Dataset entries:
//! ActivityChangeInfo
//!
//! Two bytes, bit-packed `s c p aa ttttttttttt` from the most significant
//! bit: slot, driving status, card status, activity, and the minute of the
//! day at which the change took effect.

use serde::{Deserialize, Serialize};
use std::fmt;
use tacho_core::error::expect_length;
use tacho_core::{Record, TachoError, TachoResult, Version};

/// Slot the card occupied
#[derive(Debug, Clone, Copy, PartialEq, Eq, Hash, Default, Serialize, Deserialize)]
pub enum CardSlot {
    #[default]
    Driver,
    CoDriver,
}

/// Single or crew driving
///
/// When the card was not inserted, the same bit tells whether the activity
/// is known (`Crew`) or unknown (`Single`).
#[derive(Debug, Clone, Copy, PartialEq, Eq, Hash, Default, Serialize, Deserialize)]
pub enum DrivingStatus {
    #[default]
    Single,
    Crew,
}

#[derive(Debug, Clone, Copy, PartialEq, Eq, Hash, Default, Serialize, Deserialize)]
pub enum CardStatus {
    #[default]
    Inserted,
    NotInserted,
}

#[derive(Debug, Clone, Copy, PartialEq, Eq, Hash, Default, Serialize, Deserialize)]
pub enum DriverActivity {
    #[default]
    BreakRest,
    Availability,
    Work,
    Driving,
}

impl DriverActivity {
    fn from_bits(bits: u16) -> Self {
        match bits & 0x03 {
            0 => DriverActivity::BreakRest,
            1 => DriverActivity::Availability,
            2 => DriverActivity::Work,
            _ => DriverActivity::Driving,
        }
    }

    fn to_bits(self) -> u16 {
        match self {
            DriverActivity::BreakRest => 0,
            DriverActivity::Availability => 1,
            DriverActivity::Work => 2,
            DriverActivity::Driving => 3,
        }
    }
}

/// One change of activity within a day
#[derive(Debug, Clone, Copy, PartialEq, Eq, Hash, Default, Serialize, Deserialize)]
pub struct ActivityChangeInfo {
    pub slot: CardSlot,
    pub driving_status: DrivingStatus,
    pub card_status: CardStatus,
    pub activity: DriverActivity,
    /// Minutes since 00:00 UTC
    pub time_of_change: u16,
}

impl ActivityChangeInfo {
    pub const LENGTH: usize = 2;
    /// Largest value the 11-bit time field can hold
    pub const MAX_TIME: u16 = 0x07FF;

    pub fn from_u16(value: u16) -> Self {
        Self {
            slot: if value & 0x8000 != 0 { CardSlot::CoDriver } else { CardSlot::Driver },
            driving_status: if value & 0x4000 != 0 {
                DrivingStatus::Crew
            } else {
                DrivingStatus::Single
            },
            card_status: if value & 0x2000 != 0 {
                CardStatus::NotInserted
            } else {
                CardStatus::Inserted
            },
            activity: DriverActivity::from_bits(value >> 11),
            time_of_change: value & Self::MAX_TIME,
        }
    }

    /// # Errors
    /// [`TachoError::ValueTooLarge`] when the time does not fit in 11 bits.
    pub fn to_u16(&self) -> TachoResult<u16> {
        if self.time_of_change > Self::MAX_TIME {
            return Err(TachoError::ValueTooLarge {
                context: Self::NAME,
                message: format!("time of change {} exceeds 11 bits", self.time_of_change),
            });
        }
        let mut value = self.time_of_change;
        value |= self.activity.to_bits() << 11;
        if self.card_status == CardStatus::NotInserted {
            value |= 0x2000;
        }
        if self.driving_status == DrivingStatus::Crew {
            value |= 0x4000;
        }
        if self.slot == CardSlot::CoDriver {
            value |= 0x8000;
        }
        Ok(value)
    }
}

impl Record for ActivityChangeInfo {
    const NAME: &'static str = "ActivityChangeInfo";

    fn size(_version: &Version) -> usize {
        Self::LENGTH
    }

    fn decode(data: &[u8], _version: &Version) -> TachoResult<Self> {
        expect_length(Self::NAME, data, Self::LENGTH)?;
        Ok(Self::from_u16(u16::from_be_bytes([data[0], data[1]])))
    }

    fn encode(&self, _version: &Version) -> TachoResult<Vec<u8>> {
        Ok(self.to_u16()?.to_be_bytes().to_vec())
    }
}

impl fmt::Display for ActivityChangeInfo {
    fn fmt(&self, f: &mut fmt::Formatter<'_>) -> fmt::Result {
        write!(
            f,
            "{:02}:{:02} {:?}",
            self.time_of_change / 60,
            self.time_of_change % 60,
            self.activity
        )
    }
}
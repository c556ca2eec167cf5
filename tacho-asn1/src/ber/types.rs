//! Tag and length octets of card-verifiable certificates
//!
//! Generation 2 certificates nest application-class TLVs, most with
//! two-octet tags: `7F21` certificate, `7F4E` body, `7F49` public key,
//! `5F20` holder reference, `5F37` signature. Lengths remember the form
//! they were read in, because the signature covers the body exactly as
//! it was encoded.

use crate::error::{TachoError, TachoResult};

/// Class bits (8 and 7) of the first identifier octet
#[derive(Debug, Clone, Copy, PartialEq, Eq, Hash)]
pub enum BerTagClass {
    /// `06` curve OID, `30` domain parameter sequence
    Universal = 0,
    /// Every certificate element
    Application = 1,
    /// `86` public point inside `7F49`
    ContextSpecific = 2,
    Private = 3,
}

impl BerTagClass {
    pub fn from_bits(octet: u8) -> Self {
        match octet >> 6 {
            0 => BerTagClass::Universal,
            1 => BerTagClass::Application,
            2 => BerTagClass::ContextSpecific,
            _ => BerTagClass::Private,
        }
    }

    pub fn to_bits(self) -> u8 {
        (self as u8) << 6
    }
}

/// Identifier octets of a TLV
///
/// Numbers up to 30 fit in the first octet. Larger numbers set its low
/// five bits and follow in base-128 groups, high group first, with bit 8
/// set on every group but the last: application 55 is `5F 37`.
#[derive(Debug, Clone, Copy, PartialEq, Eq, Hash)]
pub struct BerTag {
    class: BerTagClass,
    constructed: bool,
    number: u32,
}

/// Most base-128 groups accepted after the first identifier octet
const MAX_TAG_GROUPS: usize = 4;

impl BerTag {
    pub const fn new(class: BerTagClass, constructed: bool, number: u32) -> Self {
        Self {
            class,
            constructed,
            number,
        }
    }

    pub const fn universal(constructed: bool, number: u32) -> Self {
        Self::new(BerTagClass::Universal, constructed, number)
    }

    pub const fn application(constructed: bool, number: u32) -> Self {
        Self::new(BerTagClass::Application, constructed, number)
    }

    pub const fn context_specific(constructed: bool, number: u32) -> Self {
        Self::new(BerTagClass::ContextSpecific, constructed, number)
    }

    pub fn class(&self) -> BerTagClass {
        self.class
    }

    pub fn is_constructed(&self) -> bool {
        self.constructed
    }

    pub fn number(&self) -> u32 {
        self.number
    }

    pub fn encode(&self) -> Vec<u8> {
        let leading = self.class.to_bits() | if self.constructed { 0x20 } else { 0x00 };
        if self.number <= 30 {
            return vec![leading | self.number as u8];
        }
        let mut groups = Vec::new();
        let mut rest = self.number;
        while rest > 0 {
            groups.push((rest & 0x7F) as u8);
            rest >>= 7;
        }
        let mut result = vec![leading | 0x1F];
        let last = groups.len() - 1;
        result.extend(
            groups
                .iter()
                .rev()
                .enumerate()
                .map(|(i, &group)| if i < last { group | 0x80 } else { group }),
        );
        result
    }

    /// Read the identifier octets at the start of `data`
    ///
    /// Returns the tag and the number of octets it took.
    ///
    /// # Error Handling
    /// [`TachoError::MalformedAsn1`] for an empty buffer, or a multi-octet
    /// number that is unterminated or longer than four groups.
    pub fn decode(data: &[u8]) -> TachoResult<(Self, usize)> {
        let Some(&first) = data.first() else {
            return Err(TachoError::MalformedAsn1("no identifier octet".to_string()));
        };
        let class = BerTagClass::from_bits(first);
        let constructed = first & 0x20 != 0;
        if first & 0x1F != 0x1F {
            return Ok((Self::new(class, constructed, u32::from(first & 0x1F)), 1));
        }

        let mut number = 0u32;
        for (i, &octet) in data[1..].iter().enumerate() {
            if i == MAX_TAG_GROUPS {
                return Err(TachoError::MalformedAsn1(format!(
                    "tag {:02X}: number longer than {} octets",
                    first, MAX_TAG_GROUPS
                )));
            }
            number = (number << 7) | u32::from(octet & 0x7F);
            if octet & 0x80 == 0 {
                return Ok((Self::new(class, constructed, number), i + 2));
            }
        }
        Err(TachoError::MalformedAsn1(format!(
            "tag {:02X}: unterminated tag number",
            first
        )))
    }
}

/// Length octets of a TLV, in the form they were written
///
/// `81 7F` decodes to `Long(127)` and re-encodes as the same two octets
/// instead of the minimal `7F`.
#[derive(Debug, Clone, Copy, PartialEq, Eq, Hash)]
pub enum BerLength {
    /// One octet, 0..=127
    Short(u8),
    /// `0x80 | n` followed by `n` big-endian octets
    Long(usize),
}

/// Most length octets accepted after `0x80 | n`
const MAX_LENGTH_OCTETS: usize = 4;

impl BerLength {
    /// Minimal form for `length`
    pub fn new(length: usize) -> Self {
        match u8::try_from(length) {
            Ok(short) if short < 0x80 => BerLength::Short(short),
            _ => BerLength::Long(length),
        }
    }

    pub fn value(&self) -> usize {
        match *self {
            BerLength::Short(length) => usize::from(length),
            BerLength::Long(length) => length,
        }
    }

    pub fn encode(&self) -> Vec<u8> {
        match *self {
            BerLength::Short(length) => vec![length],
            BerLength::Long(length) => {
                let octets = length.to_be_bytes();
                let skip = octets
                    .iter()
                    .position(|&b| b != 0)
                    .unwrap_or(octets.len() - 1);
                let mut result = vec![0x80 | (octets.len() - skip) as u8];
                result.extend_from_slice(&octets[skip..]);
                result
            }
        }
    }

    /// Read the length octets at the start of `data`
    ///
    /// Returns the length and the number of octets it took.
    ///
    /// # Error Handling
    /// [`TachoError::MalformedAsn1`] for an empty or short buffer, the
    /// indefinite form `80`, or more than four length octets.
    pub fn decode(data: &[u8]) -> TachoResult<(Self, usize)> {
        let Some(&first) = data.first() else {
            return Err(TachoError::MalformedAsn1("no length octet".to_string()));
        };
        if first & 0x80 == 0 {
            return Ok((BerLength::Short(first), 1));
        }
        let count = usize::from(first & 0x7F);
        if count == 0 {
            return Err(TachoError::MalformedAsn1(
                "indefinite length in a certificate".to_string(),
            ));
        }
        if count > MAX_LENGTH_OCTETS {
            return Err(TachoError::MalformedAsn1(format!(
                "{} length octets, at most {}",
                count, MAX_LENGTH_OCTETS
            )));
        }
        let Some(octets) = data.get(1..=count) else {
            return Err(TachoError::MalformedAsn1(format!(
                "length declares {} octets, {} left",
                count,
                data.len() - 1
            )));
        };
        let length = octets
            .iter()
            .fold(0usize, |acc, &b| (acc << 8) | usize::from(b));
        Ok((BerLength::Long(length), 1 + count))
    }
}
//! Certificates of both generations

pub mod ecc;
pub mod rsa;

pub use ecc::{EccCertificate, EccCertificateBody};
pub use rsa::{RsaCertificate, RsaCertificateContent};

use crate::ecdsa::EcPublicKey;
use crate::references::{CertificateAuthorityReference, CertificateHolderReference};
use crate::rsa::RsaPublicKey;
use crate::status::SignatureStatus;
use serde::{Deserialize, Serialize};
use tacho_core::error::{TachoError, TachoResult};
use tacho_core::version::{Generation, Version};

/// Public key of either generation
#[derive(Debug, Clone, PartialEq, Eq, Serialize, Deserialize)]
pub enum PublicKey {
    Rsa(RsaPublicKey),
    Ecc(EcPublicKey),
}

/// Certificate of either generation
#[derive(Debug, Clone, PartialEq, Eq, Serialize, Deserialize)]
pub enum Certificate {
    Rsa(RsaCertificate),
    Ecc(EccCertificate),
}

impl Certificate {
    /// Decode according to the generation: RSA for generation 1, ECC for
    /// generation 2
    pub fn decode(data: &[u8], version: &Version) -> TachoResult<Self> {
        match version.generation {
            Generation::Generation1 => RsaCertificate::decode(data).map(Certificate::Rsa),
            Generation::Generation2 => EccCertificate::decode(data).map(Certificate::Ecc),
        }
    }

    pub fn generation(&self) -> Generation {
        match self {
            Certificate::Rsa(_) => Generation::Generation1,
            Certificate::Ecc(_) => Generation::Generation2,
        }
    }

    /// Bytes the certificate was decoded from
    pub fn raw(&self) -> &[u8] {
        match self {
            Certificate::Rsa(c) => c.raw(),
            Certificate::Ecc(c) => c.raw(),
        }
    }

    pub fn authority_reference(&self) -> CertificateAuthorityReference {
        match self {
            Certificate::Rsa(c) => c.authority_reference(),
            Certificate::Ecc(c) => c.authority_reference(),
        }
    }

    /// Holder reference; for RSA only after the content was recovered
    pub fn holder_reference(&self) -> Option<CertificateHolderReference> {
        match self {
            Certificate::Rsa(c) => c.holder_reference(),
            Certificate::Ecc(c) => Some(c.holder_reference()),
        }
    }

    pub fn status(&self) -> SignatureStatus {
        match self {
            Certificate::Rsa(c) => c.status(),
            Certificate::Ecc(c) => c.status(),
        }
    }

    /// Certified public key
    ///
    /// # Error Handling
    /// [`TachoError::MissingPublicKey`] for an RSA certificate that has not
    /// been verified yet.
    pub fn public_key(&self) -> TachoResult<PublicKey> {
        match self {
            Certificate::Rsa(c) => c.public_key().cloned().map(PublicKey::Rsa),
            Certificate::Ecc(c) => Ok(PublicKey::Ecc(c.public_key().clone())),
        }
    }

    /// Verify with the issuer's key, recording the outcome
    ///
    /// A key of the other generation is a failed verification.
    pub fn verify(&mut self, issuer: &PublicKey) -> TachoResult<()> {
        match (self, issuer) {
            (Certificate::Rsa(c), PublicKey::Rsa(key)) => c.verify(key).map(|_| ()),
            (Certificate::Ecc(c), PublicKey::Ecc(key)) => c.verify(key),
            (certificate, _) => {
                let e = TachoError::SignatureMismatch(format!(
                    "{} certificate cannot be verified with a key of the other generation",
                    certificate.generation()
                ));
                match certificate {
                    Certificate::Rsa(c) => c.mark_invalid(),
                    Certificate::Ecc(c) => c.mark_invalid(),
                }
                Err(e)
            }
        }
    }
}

• _What is expected_
In the entries above, find every line holding the word "enumerate" and copy it out.

• _Solution_
                .enumerate()
        for (i, &octet) in data[1..].iter().enumerate() {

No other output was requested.